● **What to work on**: Return all the lines below, exactly as they read.

Collection entries
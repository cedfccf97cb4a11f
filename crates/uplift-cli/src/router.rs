//! Command routing logic for CLI

use crate::args::{Cli, Commands};
use crate::commands::{self, Verdict, build_suite, load_config};
use anyhow::Result;
use tracing::debug;
use uplift_core::SecuritySuite;

/// Route CLI commands to their respective handlers
pub async fn route(cli: Cli) -> Result<Verdict> {
    match &cli.command {
        // Doctor reports configuration problems instead of failing on them
        Commands::Doctor => {
            commands::diagnostics::doctor(cli.config.as_deref(), cli.profile, cli.json)
        }
        Commands::Check { target } => commands::check::check(&suite(&cli)?, target, cli.json),
        Commands::Sign { file } => commands::sign::sign(&suite(&cli)?, file),
        Commands::Exec { command } => {
            commands::exec::exec(&suite(&cli)?, command, cli.json).await
        }
    }
}

fn suite(cli: &Cli) -> Result<SecuritySuite> {
    let config = load_config(cli.config.as_deref(), cli.profile)?;
    debug!(profile = %config.profile, "security config resolved");
    build_suite(&config)
}
//! Raw string storage under the cache

use parking_lot::RwLock;
use std::collections::HashMap;

/// Storage the cache writes encoded payloads into
pub trait CacheBackend: Send + Sync {
    fn get(&self, key: &str) -> Option<String>;

    fn set(&self, key: &str, value: String);

    /// Returns whether the key existed
    fn delete(&self, key: &str) -> bool;

    fn keys(&self) -> Vec<String>;
}

#[derive(Debug, Default)]
pub struct MemoryBackend {
    entries: RwLock<HashMap<String, String>>,
}

impl MemoryBackend {
    pub fn new() -> Self {
        Self::default()
    }

    pub fn len(&self) -> usize {
        self.entries.read().len()
    }

    pub fn is_empty(&self) -> bool {
        self.entries.read().is_empty()
    }
}

impl CacheBackend for MemoryBackend {
    fn get(&self, key: &str) -> Option<String> {
        self.entries.read().get(key).cloned()
    }

    fn set(&self, key: &str, value: String) {
        self.entries.write().insert(key.to_string(), value);
    }

    fn delete(&self, key: &str) -> bool {
        self.entries.write().remove(key).is_some()
    }

    fn keys(&self) -> Vec<String> {
        self.entries.read().keys().cloned().collect()
    }
}
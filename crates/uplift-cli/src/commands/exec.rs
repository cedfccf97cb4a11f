//! `uplift exec`: validate a command, then run it through the secure executor

use super::Verdict;
use anyhow::Result;
use colored::*;
use uplift_core::SecuritySuite;
use uplift_tools::{SecureExecutor, ShellSession, ToolError};

pub async fn exec(suite: &SecuritySuite, command: &str, json: bool) -> Result<Verdict> {
    run(&SecureExecutor::from_suite(suite), command, json).await
}

async fn run<S: ShellSession>(
    executor: &SecureExecutor<S>,
    command: &str,
    json: bool,
) -> Result<Verdict> {
    match executor.execute(command).await {
        Ok(output) => {
            if json {
                println!("{}", serde_json::to_string_pretty(&output)?);
            } else {
                print!("{}", output.stdout);
                eprint!("{}", output.stderr);
            }
            Ok(if output.success() {
                Verdict::Accepted
            } else {
                Verdict::Failed
            })
        }
        Err(ToolError::Security(err)) if err.is_security_violation() => {
            if json {
                let body = serde_json::json!({
                    "error": err.error_code(),
                    "reason": err.reason(),
                });
                println!("{}", serde_json::to_string_pretty(&body)?);
            } else {
                eprintln!("{} {}", "✗".red().bold(), err.to_string().red());
            }
            Ok(Verdict::Rejected)
        }
        Err(err) => Err(err.into()),
    }
}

● **Solution to the problem**:
repository cedfccf97cb4a11f
filename crates/uplift-cli/src/router.rs
//! Command routing logic for CLI

use crate::args::{Cli, Commands};
use crate::commands::{self, Verdict, build_suite, load_config};
use anyhow::Result;
use tracing::debug;
use uplift_core::SecuritySuite;

/// Route CLI commands to their respective handlers
pub async fn route(cli: Cli) -> Result<Verdict> {
    match &cli.command {
        // Doctor reports configuration problems instead of failing on them
        Commands::Doctor => {
            commands::diagnostics::doctor(cli.config.as_deref(), cli.profile, cli.json)
        }
        Commands::Check { target } => commands::check::check(&suite(&cli)?, target, cli.json),
        Commands::Sign { file } => commands::sign::sign(&suite(&cli)?, file),
        Commands::Exec { command } => {
            commands::exec::exec(&suite(&cli)?, command, cli.json).await
        }
    }
}

fn suite(cli: &Cli) -> Result<SecuritySuite> {
    let config = load_config(cli.config.as_deref(), cli.profile)?;
    debug!(profile = %config.profile, "security config resolved");
    build_suite(&config)
}
//! Raw string storage under the cache

use parking_lot::RwLock;
use std::collections::HashMap;

/// Storage the cache writes encoded payloads into
pub trait CacheBackend: Send + Sync {
    fn get(&self, key: &str) -> Option<String>;

    fn set(&self, key: &str, value: String);

    /// Returns whether the key existed
    fn delete(&self, key: &str) -> bool;

    fn keys(&self) -> Vec<String>;
}

#[derive(Debug, Default)]
pub struct MemoryBackend {
    entries: RwLock<HashMap<String, String>>,
}

impl MemoryBackend {
    pub fn new() -> Self {
        Self::default()
    }

    pub fn len(&self) -> usize {
        self.entries.read().len()
    }

    pub fn is_empty(&self) -> bool {
        self.entries.read().is_empty()
    }
}

impl CacheBackend for MemoryBackend {
    fn get(&self, key: &str) -> Option<String> {
        self.entries.read().get(key).cloned()
    }

    fn set(&self, key: &str, value: String) {
        self.entries.write().insert(key.to_string(), value);
    }

    fn delete(&self, key: &str) -> bool {
        self.entries.write().remove(key).is_some()
    }

    fn keys(&self) -> Vec<String> {
        self.entries.read().keys().cloned().collect()
    }
}
filename crates/uplift-cli/src/commands/exec.rs
repository cedfccf97cb4a11f
//! `uplift exec`: validate a command, then run it through the secure executor

use super::Verdict;
use anyhow::Result;
use colored::*;
use uplift_core::SecuritySuite;
use uplift_tools::{SecureExecutor, ShellSession, ToolError};

pub async fn exec(suite: &SecuritySuite, command: &str, json: bool) -> Result<Verdict> {
    run(&SecureExecutor::from_suite(suite), command, json).await
}

async fn run<S: ShellSession>(
    executor: &SecureExecutor<S>,
    command: &str,
    json: bool,
) -> Result<Verdict> {
    match executor.execute(command).await {
        Ok(output) => {
            if json {
                println!("{}", serde_json::to_string_pretty(&output)?);
            } else {
                print!("{}", output.stdout);
                eprint!("{}", output.stderr);
            }
            Ok(if output.success() {
                Verdict::Accepted
            } else {
                Verdict::Failed
            })
        }
        Err(ToolError::Security(err)) if err.is_security_violation() => {
            if json {
                let body = serde_json::json!({
                    "error": err.error_code(),
                    "reason": err.reason(),
                });
                println!("{}", serde_json::to_string_pretty(&body)?);
            } else {
                eprintln!("{} {}", "✗".red().bold(), err.to_string().red());
            }
            Ok(Verdict::Rejected)
        }
        Err(err) => Err(err.into()),
    }
}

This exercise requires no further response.